REGRETS
 
 
Des larmes s'échappaient des visages anxieux.
Les demandes fusaient : "Alors va-t-elle mieux ?"
Les rues se répétaient le dernier bulletin
De santé moins mauvais vendu avec le pain :
"Elle a ouvert les yeux, est sortie du coma
Une douzaine d'œufs, un paquet de tabac
A remué la main, elle a bougé le pied
Une chopine de vin, deux belles araignées."
A l'hôpital ses filles à son chevet sans cesse
D'un mot toujours gentil, sur la joue une caresse
Encourageait le souffle a repoussé encore
La voile bien trop proche du bateau de la mort.

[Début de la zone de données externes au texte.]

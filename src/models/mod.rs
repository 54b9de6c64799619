//! Data models for tabula.
//!
//! This module contains the core data structures used throughout the engine:
//! model and field definitions, typed values, records, links, permissions,
//! and search requests.

mod field;
mod ids;
mod link;
mod model;
mod permission;
mod record;
mod search;
mod value;

pub use field::{Field, FieldSpec, FieldType, FieldUpdate};
pub use ids::{FieldId, ModelId, ModelLinkId, PermissionId, RecordId, RecordLinkId, UserId};
pub use link::{Cardinality, CardinalitySpec, ModelLink, ModelLinkView, RecordLink};
pub use model::{Model, ModelUpdate};
pub use permission::{Caller, Permission, UserModelPermission};
pub use record::Record;
pub use search::{
    DEFAULT_PAGE_SIZE, FilterCondition, FilterPredicate, MAX_PAGE_SIZE, PageRequest, RecordPage,
    RecordQuery, SortKey, SortOrder, SortSpec,
};
pub use value::{FieldValue, is_valid_email, validate_text};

Le corps presque sans vie poussé par tant d'amour
De patience infinie tentait bien à son tour
De grignoter du temps, d'obtenir un sursis
Une grande permission au gérant de la vie.
Les prières de certains à un souverain Dieu
Qu'on implore parfois en regardant les cieux.
L'espérance des autres envers la médecine
Qui déchiffre le mal, qui trouve  ou qui devine.
Rien n'y a fait hélas et la grande faucheuse
Entre ses larges doigts tenait la malheureuse.
Sept longues semaines a duré l'agonie
Avant que le supplice ne fut enfin fini
Que n'arrive alors triomphante la mort
Comme une délivrance pour le pauvre petit corps.
Dans le vide de l'absence s'engouffrent des regrets
Pour des gestes, des paroles qu'on imagine après
Auraient fait de la peine, peut-être monté des larmes
Sans que jamais une plainte ne sorte de son âme.
A elle qui donnait tant, nous, avons-nous assez
Montré d'amour, d'égards à la chère trépassée.